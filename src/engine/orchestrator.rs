// src/engine/orchestrator.rs

//! Drives one job from PENDING to a terminal status.
//!
//! The orchestrator is the only writer of its job's record while the job is
//! live. Every batch of lines obtained from the adapter is committed in one
//! store update before the next poll, so a client reading the record always
//! sees a prefix of the engine's output followed by the synthetic lines
//! written here.

use std::sync::Arc;

use serde_json::{Value, json};
use tokio::time::Instant;
use tracing::{debug, error, info, warn};

use crate::config::OrchestratorSettings;
use crate::errors::{AdapterError, StoreError, TransitionError};
use crate::exec::{EngineStatus, ExecutionAdapter, ExecutionHandle};
use crate::job::{ExecutionRequest, JobId, JobRecord};
use crate::store::JobStore;
use crate::types::JobStatus;

use super::control::{CancelReason, JobControl};

pub const STARTED_LINE: &str = "pipeline started";
pub const COMPLETED_LINE: &str = "pipeline completed successfully";

fn failed_line(reason: &str) -> String {
    format!("pipeline failed: {reason}")
}

/// `{"error": .., "result"?: ..}` as stored on FAILED records.
fn failure_result(error: &str, engine_result: Option<Value>) -> Value {
    let mut out = json!({ "error": error });
    if let Some(result) = engine_result {
        out["result"] = result;
    }
    out
}

/// Why one polling round did not complete.
#[derive(Debug)]
enum TickError {
    Adapter(AdapterError),
    Store(StoreError),
}

impl From<AdapterError> for TickError {
    fn from(e: AdapterError) -> Self {
        TickError::Adapter(e)
    }
}

impl From<StoreError> for TickError {
    fn from(e: StoreError) -> Self {
        TickError::Store(e)
    }
}

pub struct ExecutionOrchestrator {
    adapter: Arc<dyn ExecutionAdapter>,
    store: Arc<dyn JobStore>,
    settings: OrchestratorSettings,
}

impl std::fmt::Debug for ExecutionOrchestrator {
    fn fmt(&self, f: &mut std::fmt::Formatter<'_>) -> std::fmt::Result {
        f.debug_struct("ExecutionOrchestrator")
            .field("adapter", &self.adapter.name())
            .field("settings", &self.settings)
            .finish_non_exhaustive()
    }
}

impl ExecutionOrchestrator {
    pub fn new(
        adapter: Arc<dyn ExecutionAdapter>,
        store: Arc<dyn JobStore>,
        settings: OrchestratorSettings,
    ) -> Self {
        Self {
            adapter,
            store,
            settings,
        }
    }

    pub fn adapter(&self) -> &Arc<dyn ExecutionAdapter> {
        &self.adapter
    }

    pub fn store(&self) -> &Arc<dyn JobStore> {
        &self.store
    }

    /// Run `job_id` to completion and return its terminal status.
    ///
    /// An `Err` means the record could not be written; the job is left in
    /// whatever state was last committed and the execution is stopped and
    /// released.
    pub async fn run(
        &self,
        job_id: JobId,
        request: ExecutionRequest,
        control: Arc<JobControl>,
    ) -> Result<JobStatus, StoreError> {
        if let Some(reason) = control.cancel_reason() {
            return self.finish_cancelled(job_id, None, 0, reason, &control).await;
        }

        debug!(%job_id, adapter = self.adapter.name(), mode = %request.mode, target = %request.target, "submitting execution");
        let handle = match self.adapter.submit(&request).await {
            Ok(handle) => handle,
            Err(e) => {
                warn!(%job_id, error = %e, "submit failed");
                return self
                    .finish_failed(job_id, None, 0, e.to_string(), None, &control)
                    .await;
            }
        };
        info!(%job_id, %handle, "execution accepted");

        let outcome = self.drive(job_id, &handle, &control).await;
        if let Err(e) = &outcome {
            self.abandon(job_id, &handle, e).await;
        }
        outcome
    }

    /// Everything after a successful submit.
    async fn drive(
        &self,
        job_id: JobId,
        handle: &ExecutionHandle,
        control: &JobControl,
    ) -> Result<JobStatus, StoreError> {
        if let Some(reason) = control.cancel_reason() {
            return self.finish_cancelled(job_id, Some(handle), 0, reason, control).await;
        }

        self.commit(job_id, |rec| {
            rec.mark_running()?;
            rec.append_log(STARTED_LINE)
        })
        .await?;

        self.follow(job_id, handle, control).await
    }

    /// Stop and forget an execution whose record can no longer be written.
    async fn abandon(&self, job_id: JobId, handle: &ExecutionHandle, error: &StoreError) {
        warn!(%job_id, %handle, error = %error, "stopping execution after store failure");
        if let Err(e) = self.adapter.cancel(handle).await {
            debug!(%job_id, %handle, error = %e, "back-end cancel failed");
        }
        self.adapter.release(handle);
    }

    /// Poll loop for a RUNNING job.
    async fn follow(
        &self,
        job_id: JobId,
        handle: &ExecutionHandle,
        control: &JobControl,
    ) -> Result<JobStatus, StoreError> {
        let mut offset = 0usize;
        let mut failures = 0u32;

        loop {
            if let Some(reason) = control.cancel_reason() {
                return self
                    .finish_cancelled(job_id, Some(handle), offset, reason, control)
                    .await;
            }

            match self.tick(job_id, handle, &mut offset).await {
                Ok(Some(EngineStatus::Succeeded { result })) => {
                    return self
                        .finish_succeeded(job_id, handle, offset, result, control)
                        .await;
                }
                Ok(Some(EngineStatus::Failed { error, result })) => {
                    return self
                        .finish_failed(job_id, Some(handle), offset, error, result, control)
                        .await;
                }
                Ok(Some(EngineStatus::Running)) | Ok(None) => failures = 0,
                Err(TickError::Store(e)) => return Err(e),
                Err(TickError::Adapter(e)) if e.is_transient() => {
                    failures += 1;
                    warn!(%job_id, %handle, failures, error = %e, "poll failed");
                    if failures >= self.settings.max_consecutive_poll_failures {
                        let reason = format!(
                            "adapter communication error: {failures} consecutive poll failures (last: {e})"
                        );
                        return self
                            .finish_failed(job_id, Some(handle), offset, reason, None, control)
                            .await;
                    }
                }
                Err(TickError::Adapter(e)) => {
                    warn!(%job_id, %handle, error = %e, "poll failed permanently");
                    return self
                        .finish_failed(job_id, Some(handle), offset, e.to_string(), None, control)
                        .await;
                }
            }

            tokio::select! {
                biased;
                _ = control.cancelled() => {}
                _ = self.adapter.wait_for_activity(handle) => {}
            }
        }
    }

    /// One polling round: new lines, status, and once the status is terminal
    /// a final read of the lines written before it.
    async fn tick(
        &self,
        job_id: JobId,
        handle: &ExecutionHandle,
        offset: &mut usize,
    ) -> Result<Option<EngineStatus>, TickError> {
        self.sync_logs(job_id, handle, offset).await?;
        let status = self.adapter.poll_status(handle).await?;
        if !status.is_terminal() {
            return Ok(None);
        }
        self.sync_logs(job_id, handle, offset).await?;
        Ok(Some(status))
    }

    /// Fetch lines past `offset` and commit them as one batch.
    async fn sync_logs(
        &self,
        job_id: JobId,
        handle: &ExecutionHandle,
        offset: &mut usize,
    ) -> Result<(), TickError> {
        let lines = self.adapter.poll_logs(handle, *offset).await?;
        if lines.is_empty() {
            return Ok(());
        }
        let count = lines.len();
        self.commit(job_id, move |rec| rec.append_logs(lines)).await?;
        *offset += count;
        debug!(%job_id, %handle, count, offset = *offset, "committed log batch");
        Ok(())
    }

    async fn finish_succeeded(
        &self,
        job_id: JobId,
        handle: &ExecutionHandle,
        offset: usize,
        result: Value,
        control: &JobControl,
    ) -> Result<JobStatus, StoreError> {
        if let Err(reason) = control.begin_finalize() {
            debug!(%job_id, %handle, "discarding success reported after cancellation");
            return self
                .finish_cancelled(job_id, Some(handle), offset, reason, control)
                .await;
        }
        self.commit(job_id, move |rec| {
            rec.append_log(COMPLETED_LINE)?;
            rec.succeed(result)
        })
        .await?;
        self.adapter.release(handle);
        info!(%job_id, %handle, status = %JobStatus::Success, "job finished");
        Ok(JobStatus::Success)
    }

    async fn finish_failed(
        &self,
        job_id: JobId,
        handle: Option<&ExecutionHandle>,
        offset: usize,
        error: String,
        engine_result: Option<Value>,
        control: &JobControl,
    ) -> Result<JobStatus, StoreError> {
        if let Err(reason) = control.begin_finalize() {
            debug!(%job_id, "discarding failure reported after cancellation");
            return self
                .finish_cancelled(job_id, handle, offset, reason, control)
                .await;
        }

        let result = failure_result(&error, engine_result);
        self.commit(job_id, move |rec| {
            rec.append_log(failed_line(&error))?;
            rec.fail(result)
        })
        .await?;
        if let Some(handle) = handle {
            self.adapter.release(handle);
        }
        info!(%job_id, status = %JobStatus::Failed, "job finished");
        Ok(JobStatus::Failed)
    }

    /// Ask the back-end to stop, collect what it still emits for a bounded
    /// time, then seal the record as CANCELLED.
    ///
    /// The latch stays in its cancel-requested phase until the record is
    /// committed, so repeated cancel requests during the drain are accepted.
    async fn finish_cancelled(
        &self,
        job_id: JobId,
        handle: Option<&ExecutionHandle>,
        mut offset: usize,
        reason: CancelReason,
        control: &JobControl,
    ) -> Result<JobStatus, StoreError> {
        info!(%job_id, ?reason, "cancelling job");

        if let Some(handle) = handle {
            if let Err(e) = self.adapter.cancel(handle).await {
                warn!(%job_id, %handle, error = %e, "back-end cancel failed; sealing anyway");
            }
            self.drain(job_id, handle, &mut offset).await?;
        }

        self.commit(job_id, move |rec| {
            rec.append_log(reason.log_line())?;
            rec.cancel()
        })
        .await?;
        control.seal();
        if let Some(handle) = handle {
            self.adapter.release(handle);
        }
        info!(%job_id, status = %JobStatus::Cancelled, "job finished");
        Ok(JobStatus::Cancelled)
    }

    /// Keep committing output until the back-end reports a terminal status or
    /// the drain timeout runs out. Adapter errors end the drain early.
    async fn drain(
        &self,
        job_id: JobId,
        handle: &ExecutionHandle,
        offset: &mut usize,
    ) -> Result<(), StoreError> {
        let deadline = Instant::now() + self.settings.drain_timeout;
        loop {
            match self.tick(job_id, handle, offset).await {
                Ok(Some(_)) => return Ok(()),
                Ok(None) => {}
                Err(TickError::Store(e)) => return Err(e),
                Err(TickError::Adapter(e)) => {
                    debug!(%job_id, %handle, error = %e, "stopping drain after adapter error");
                    return Ok(());
                }
            }
            if tokio::time::timeout_at(deadline, self.adapter.wait_for_activity(handle))
                .await
                .is_err()
            {
                debug!(%job_id, %handle, "drain timeout elapsed");
                return Ok(());
            }
        }
    }

    async fn commit<F>(&self, job_id: JobId, mutation: F) -> Result<JobRecord, StoreError>
    where
        F: FnOnce(&mut JobRecord) -> Result<(), TransitionError> + Send + 'static,
    {
        self.store.update(job_id, Box::new(mutation)).await.inspect_err(|e| {
            error!(%job_id, error = %e, "failed to commit job record");
        })
    }
}

#[cfg(test)]
mod tests {
    use super::*;

    #[test]
    fn failure_result_keeps_engine_payload() {
        assert_eq!(failure_result("boom", None), json!({"error": "boom"}));
        assert_eq!(
            failure_result("exit 1", Some(json!({"exit_code": 1}))),
            json!({"error": "exit 1", "result": {"exit_code": 1}})
        );
    }

    #[test]
    fn failed_line_carries_reason() {
        assert_eq!(failed_line("lint failed"), "pipeline failed: lint failed");
    }
}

:::

* _Problem details_
State how many lines of the listing include "Instant", and nothing more.

* _Response box_
2